ALTAR OF PLAGUES – Teethed Glory And Injury
Ritrovarsi ad ascoltare gruppi provenienti dall’Irlanda, negli ambienti del metal estremo, non è più una sorpresa. Per gli appassionati, il paese dei prati verdi e della birra scura ha ormai smesso di significare solo pop-rock da radio e folk da taverna da tempo, grazie a gruppi come Mourning Beloveth, Primordial e Cruachan. Negli ultimi anni, un nome in particolare ha iniziato a essere menzionato nelle discussioni sul black metal con interesse o scherno, a seconda dei punti di vista: Altar Of Plagues.
Devo ammettere di non aver seguito in maniera assidua le gesta di questo progetto originario di Cork, dando solo qualche ascolto a White Tomb nel 2009 e Mammal nel 2011. Probabilmente ne avevo già abbastanza del «black metal atmosferico» e un po’ pieno di sé che gli Altar Of Plagues sembravano incarnare all’epoca, per quanto in linea generale ne apprezzassi la musica e il concetto. Tuttavia, si tratta di un’altra scoperta della Profound Lore, a mio avviso una delle etichette più interessanti degli ultimi cinque o sei anni, e mi sono fidato del loro fiuto nel ripescarli negli ultimi mesi.
Questo terzo disco, Teethed Glory And Injury, si presenta come molto diverso dai precedenti. L’opera non è più divisa in quattro lunghi brani di oltre dieci minuti l’uno (la canzone più breve, “When The Sun Drowns In The Ocean” da Mammal, si aggirava comunque intorno agli otto minuti), bensì in nove tracce dall’amichevole durata contenuta tra i quattro e i nove minuti. Ciononostante, il suono è tutt’altro che amichevole.

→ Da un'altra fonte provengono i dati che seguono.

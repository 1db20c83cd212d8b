use std::{fmt, sync::Arc};

use crate::transport::{HttpTransport, ReqwestTransport};

/// Public Open-Meteo origin.
pub const DEFAULT_BASE_URL: &str = "https://api.open-meteo.com";

/// Construction input for [`WeatherClient`](crate::WeatherClient).
///
/// Start from [`ClientConfig::default`] and override what you need:
///
/// ```
/// use openmeteo_core::ClientConfig;
///
/// let config = ClientConfig::default()
///     .with_base_url("https://customer-api.open-meteo.com")
///     .with_api_key("secret");
/// assert_eq!(config.api_key.as_deref(), Some("secret"));
/// ```
#[derive(Clone)]
pub struct ClientConfig {
    /// Service origin. Must be an absolute URL with scheme and host.
    pub base_url: String,

    /// Sent as `apikey` when present and non-empty.
    pub api_key: Option<String>,

    /// `None` is rejected at construction time.
    pub transport: Option<Arc<dyn HttpTransport>>,
}

impl ClientConfig {
    pub fn with_base_url(mut self, base_url: impl Into<String>) -> Self {
        self.base_url = base_url.into();
        self
    }

    pub fn with_api_key(mut self, api_key: impl Into<String>) -> Self {
        self.api_key = Some(api_key.into());
        self
    }

    pub fn with_transport(mut self, transport: Arc<dyn HttpTransport>) -> Self {
        self.transport = Some(transport);
        self
    }

    /// The key to send, if any. Empty keys count as absent.
    pub(crate) fn effective_api_key(&self) -> Option<&str> {
        self.api_key.as_deref().filter(|key| !key.is_empty())
    }
}

impl Default for ClientConfig {
    fn default() -> Self {
        Self {
            base_url: DEFAULT_BASE_URL.to_string(),
            api_key: None,
            transport: Some(Arc::new(ReqwestTransport::default())),
        }
    }
}

// Keeps the API key out of logs.
impl fmt::Debug for ClientConfig {
    fn fmt(&self, f: &mut fmt::Formatter<'_>) -> fmt::Result {
        f.debug_struct("ClientConfig")
            .field("base_url", &self.base_url)
            .field("api_key", &self.api_key.as_ref().map(|_| "<redacted>"))
            .field("transport", &self.transport)
            .finish()
    }
}
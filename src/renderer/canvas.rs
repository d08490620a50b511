//! Canvas 2D backend
//!
//! Executes a draw list on a `CanvasRenderingContext2d`. No game logic here.

use std::f64::consts::TAU;

use wasm_bindgen::{JsCast, JsValue};
use web_sys::{CanvasRenderingContext2d, HtmlCanvasElement};

use super::scene::DrawCmd;
use crate::consts::{PLAYFIELD_HEIGHT, PLAYFIELD_WIDTH};

pub struct CanvasRenderer {
    ctx: CanvasRenderingContext2d,
}

impl CanvasRenderer {
    /// Size the canvas to the playfield and grab its 2D context
    pub fn new(canvas: &HtmlCanvasElement) -> Result<Self, JsValue> {
        canvas.set_width(PLAYFIELD_WIDTH as u32);
        canvas.set_height(PLAYFIELD_HEIGHT as u32);

        let ctx = canvas
            .get_context("2d")?
            .ok_or_else(|| JsValue::from_str("2d context unavailable"))?
            .dyn_into::<CanvasRenderingContext2d>()?;

        Ok(Self { ctx })
    }

    pub fn draw(&self, cmds: &[DrawCmd]) {
        for cmd in cmds {
            if let Err(e) = self.draw_one(cmd) {
                log::warn!("Draw error: {:?}", e);
            }
        }
    }

    fn draw_one(&self, cmd: &DrawCmd) -> Result<(), JsValue> {
        let ctx = &self.ctx;
        match cmd {
            DrawCmd::Clear => {
                ctx.clear_rect(0.0, 0.0, PLAYFIELD_WIDTH as f64, PLAYFIELD_HEIGHT as f64);
            }
            DrawCmd::FillRect { rect, color } => {
                ctx.set_fill_style_str(color);
                ctx.fill_rect(
                    rect.min.x as f64,
                    rect.min.y as f64,
                    rect.size.x as f64,
                    rect.size.y as f64,
                );
            }
            DrawCmd::StrokeRect { rect, color } => {
                ctx.set_stroke_style_str(color);
                ctx.stroke_rect(
                    rect.min.x as f64,
                    rect.min.y as f64,
                    rect.size.x as f64,
                    rect.size.y as f64,
                );
            }
            DrawCmd::FillCircle {
                center,
                radius,
                color,
            } => {
                ctx.set_fill_style_str(color);
                ctx.begin_path();
                ctx.arc(center.x as f64, center.y as f64, *radius as f64, 0.0, TAU)?;
                ctx.fill();
            }
            DrawCmd::Text {
                text,
                pos,
                font,
                align,
                color,
            } => {
                ctx.set_fill_style_str(color);
                ctx.set_font(font);
                ctx.set_text_align(align.as_str());
                ctx.fill_text(text, pos.x as f64, pos.y as f64)?;
            }
        }
        Ok(())
    }
}
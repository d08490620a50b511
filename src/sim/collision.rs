//! Axis-aligned bounding box collision
//!
//! Every entity in the playfield is an axis-aligned rectangle anchored at its
//! top-left corner. Overlap uses open intervals: rectangles that only touch
//! along an edge do not collide.

use glam::Vec2;
use serde::{Deserialize, Serialize};

/// Axis-aligned rectangle (top-left corner + size)
#[derive(Debug, Clone, Copy, PartialEq, Serialize, Deserialize)]
pub struct Aabb {
    pub min: Vec2,
    pub size: Vec2,
}

impl Aabb {
    pub fn new(min: Vec2, size: Vec2) -> Self {
        Self { min, size }
    }

    /// Square of side `side` at `min`
    pub fn square(min: Vec2, side: f32) -> Self {
        Self::new(min, Vec2::splat(side))
    }

    #[inline]
    pub fn max(&self) -> Vec2 {
        self.min + self.size
    }

    #[inline]
    pub fn center(&self) -> Vec2 {
        self.min + self.size * 0.5
    }

    /// Strict overlap test (touching edges don't count)
    #[inline]
    pub fn overlaps(&self, other: &Aabb) -> bool {
        let (a_max, b_max) = (self.max(), other.max());
        self.min.x < b_max.x && a_max.x > other.min.x && self.min.y < b_max.y && a_max.y > other.min.y
    }

    /// True once no part of the box lies inside `[0, width] x [0, height]`
    #[inline]
    pub fn is_outside(&self, width: f32, height: f32) -> bool {
        let max = self.max();
        max.x < 0.0 || self.min.x > width || max.y < 0.0 || self.min.y > height
    }
}
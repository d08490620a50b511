//! Data-driven game balance
//!
//! `Tuning::default()` reproduces the stock campaign. A JSON document can
//! override any subset of fields; missing fields keep their defaults.

use serde::{Deserialize, Serialize};
use thiserror::Error;

use crate::consts::{PLAYFIELD_HEIGHT, PLAYFIELD_WIDTH};
use crate::sim::level::{Level, default_levels};

/// Errors raised while loading or validating a tuning document
#[derive(Debug, Error)]
pub enum TuningError {
    #[error("failed to read tuning file: {0}")]
    Io(#[from] std::io::Error),

    #[error("failed to parse tuning JSON: {0}")]
    Parse(#[from] serde_json::Error),

    #[error("tuning must define at least one level")]
    NoLevels,

    #[error("level {index} spawns no enemies")]
    EmptyLevel { index: usize },

    #[error("boss level {index} needs a positive hp")]
    MissingBossHp { index: usize },

    #[error("invalid value for `{field}`")]
    InvalidValue { field: &'static str },
}

/// Game balance knobs
#[derive(Debug, Clone, PartialEq, Serialize, Deserialize)]
#[serde(default)]
pub struct Tuning {
    /// Player movement per tick (pixels)
    pub player_speed: f32,
    /// Player square side length
    pub player_size: f32,
    pub player_max_health: i32,
    /// Health lost when an enemy touches the player
    pub contact_damage: i32,

    /// Bullet travel per tick (pixels)
    pub bullet_speed: f32,
    pub bullet_size: f32,
    /// Minimum time between shots (seconds)
    pub fire_cooldown: f32,

    pub power_up_size: f32,
    /// Chance a normal enemy drops a heal on death (0-1)
    pub power_up_drop_chance: f32,
    pub heal_amount: i32,

    pub kill_score: u64,
    pub boss_score: u64,
    pub boss_size: f32,
    /// Normal enemy size is uniform in [min, max)
    pub enemy_min_size: f32,
    pub enemy_max_size: f32,

    /// Ordered campaign; the boss level is normally last
    pub levels: Vec<Level>,
}

impl Default for Tuning {
    fn default() -> Self {
        Self {
            player_speed: 5.0,
            player_size: 50.0,
            player_max_health: 100,
            contact_damage: 20,

            bullet_speed: 7.0,
            bullet_size: 5.0,
            fire_cooldown: 0.2,

            power_up_size: 15.0,
            power_up_drop_chance: 0.1,
            heal_amount: 30,

            kill_score: 10,
            boss_score: 100,
            boss_size: 80.0,
            enemy_min_size: 20.0,
            enemy_max_size: 40.0,

            levels: default_levels(),
        }
    }
}

impl Tuning {
    /// Parse a JSON document and validate the result
    pub fn from_json(json: &str) -> Result<Self, TuningError> {
        let tuning: Tuning = serde_json::from_str(json)?;
        tuning.validate()?;
        Ok(tuning)
    }

    /// Load and validate a JSON tuning file
    #[cfg(not(target_arch = "wasm32"))]
    pub fn from_file(path: impl AsRef<std::path::Path>) -> Result<Self, TuningError> {
        let json = std::fs::read_to_string(path)?;
        Self::from_json(&json)
    }

    /// Check invariants the simulation relies on
    pub fn validate(&self) -> Result<(), TuningError> {
        if self.levels.is_empty() {
            return Err(TuningError::NoLevels);
        }
        for (index, level) in self.levels.iter().enumerate() {
            if level.enemy_count == 0 {
                return Err(TuningError::EmptyLevel { index });
            }
            if level.boss && level.hp.unwrap_or(0) == 0 {
                return Err(TuningError::MissingBossHp { index });
            }
            if !(level.enemy_speed > 0.0) {
                return Err(TuningError::InvalidValue {
                    field: "levels.enemy_speed",
                });
            }
        }

        let positive = [
            ("player_speed", self.player_speed),
            ("bullet_speed", self.bullet_speed),
            ("bullet_size", self.bullet_size),
            ("power_up_size", self.power_up_size),
            ("boss_size", self.boss_size),
            ("enemy_min_size", self.enemy_min_size),
        ];
        for (field, value) in positive {
            if !(value > 0.0) {
                return Err(TuningError::InvalidValue { field });
            }
        }

        if !(self.player_size > 0.0
            && self.player_size < PLAYFIELD_WIDTH
            && self.player_size < PLAYFIELD_HEIGHT)
        {
            return Err(TuningError::InvalidValue {
                field: "player_size",
            });
        }
        if self.player_max_health <= 0 {
            return Err(TuningError::InvalidValue {
                field: "player_max_health",
            });
        }
        if !(self.enemy_max_size > self.enemy_min_size) {
            return Err(TuningError::InvalidValue {
                field: "enemy_max_size",
            });
        }
        if !(0.0..=1.0).contains(&self.power_up_drop_chance) {
            return Err(TuningError::InvalidValue {
                field: "power_up_drop_chance",
            });
        }
        if !(self.fire_cooldown >= 0.0) {
            return Err(TuningError::InvalidValue {
                field: "fire_cooldown",
            });
        }

        Ok(())
    }
}
//! Level descriptors
//!
//! A level is a static wave description: how many enemies spawn at its
//! start and how fast they chase the player.

use serde::{Deserialize, Serialize};

/// One stage of the campaign
#[derive(Debug, Clone, PartialEq, Serialize, Deserialize)]
pub struct Level {
    /// Shown centred in the HUD
    pub name: String,
    pub enemy_count: u32,
    /// Enemy movement per tick (pixels)
    pub enemy_speed: f32,
    /// Boss levels spawn large multi-hit enemies; killing one wins the game
    #[serde(default)]
    pub boss: bool,
    /// Boss hit points (ignored for normal levels)
    #[serde(default)]
    pub hp: Option<u32>,
}

impl Level {
    pub fn new(name: &str, enemy_count: u32, enemy_speed: f32) -> Self {
        Self {
            name: name.to_string(),
            enemy_count,
            enemy_speed,
            boss: false,
            hp: None,
        }
    }

    pub fn boss(name: &str, enemy_count: u32, enemy_speed: f32, hp: u32) -> Self {
        Self {
            name: name.to_string(),
            enemy_count,
            enemy_speed,
            boss: true,
            hp: Some(hp),
        }
    }

    /// Hit points for an enemy spawned on this level
    pub fn enemy_hp(&self) -> u32 {
        if self.boss { self.hp.unwrap_or(1).max(1) } else { 1 }
    }
}

/// The stock four-stage campaign ending in a boss fight
pub fn default_levels() -> Vec<Level> {
    vec![
        Level::new("Level 1", 3, 1.2),
        Level::new("Level 2", 5, 1.5),
        Level::new("Level 3", 8, 1.8),
        Level::boss("Boss Fight!", 1, 1.0, 10),
    ]
}
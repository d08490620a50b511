//! Deterministic simulation module
//!
//! All gameplay logic lives here. This module must be pure and deterministic:
//! - One fixed tick per animation frame
//! - Seeded RNG only
//! - Stable iteration order (newest entity first when resolving hits)
//! - No rendering or platform dependencies

pub mod autopilot;
pub mod collision;
pub mod frame;
pub mod level;
pub mod spawn;
pub mod state;
pub mod tick;

pub use autopilot::autopilot_input;
pub use collision::Aabb;
pub use frame::{RenderFrame, Sprite, SpriteKind};
pub use level::{Level, default_levels};
pub use spawn::{reset_game, spawn_enemy, start_level};
pub use state::{
    Bullet, Enemy, GameEvent, GamePhase, GameState, Player, PowerUp, PowerUpKind,
};
pub use tick::{TickInput, tick};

L’intro strumentale “Mills” prepara la scena, mettendoci gradualmente in ansia prima di sottoporci a questa nuova tortura musicale, più diretta ma forse meno coesa degli altri due album. “God Alone” è il singolo di lancio del disco (accompagnato da un video a dir poco insolito); scelta azzeccata, il pezzo è una discreta mazzata e incarna esattamente ciò che questo lavoro ha di diverso dal passato.
Non siamo più di fronte a concetti sviluppati attraverso lunghe riflessioni sonore, atmosfere che cercano di soffocarci o straziarci con costanza. Questa volta l’attacco è quasi schizoide, intermittente, non abbiamo la possibilità di focalizzarci su un’immagine mentale (per quanto sconfortante) quale poteva essere la «White Tomb» dell’esordio. È probabilmente il disco più post- e meno black della produzione degli Altar Of Plagues (qualsiasi cosa significhi), con il trio che continua a esplorare territori affini e non, in un panorama musicale che fa sempre meno caso alle classificazioni dei generi. Un aspetto negativo è che i pezzi non sempre si legano bene tra loro, facendo perdere all’album qualche punto in termini di continuità, segno di un gruppo non ancora abituato a viaggiare su queste coordinate e storicamente innamorato di visioni più lunghe.
In definitiva, Teethed Glory And Injury è un disco che si fa ascoltare e lascia ben sperare per il futuro: confermata l’intenzione degli Altar Of Plagues di non volersi adagiare e fermare su terreni già noti. Tende a diventare migliore man mano che lo si ascolta. Decisamente consigliato anche a chi non ha gradito molto i loro primi due dischi.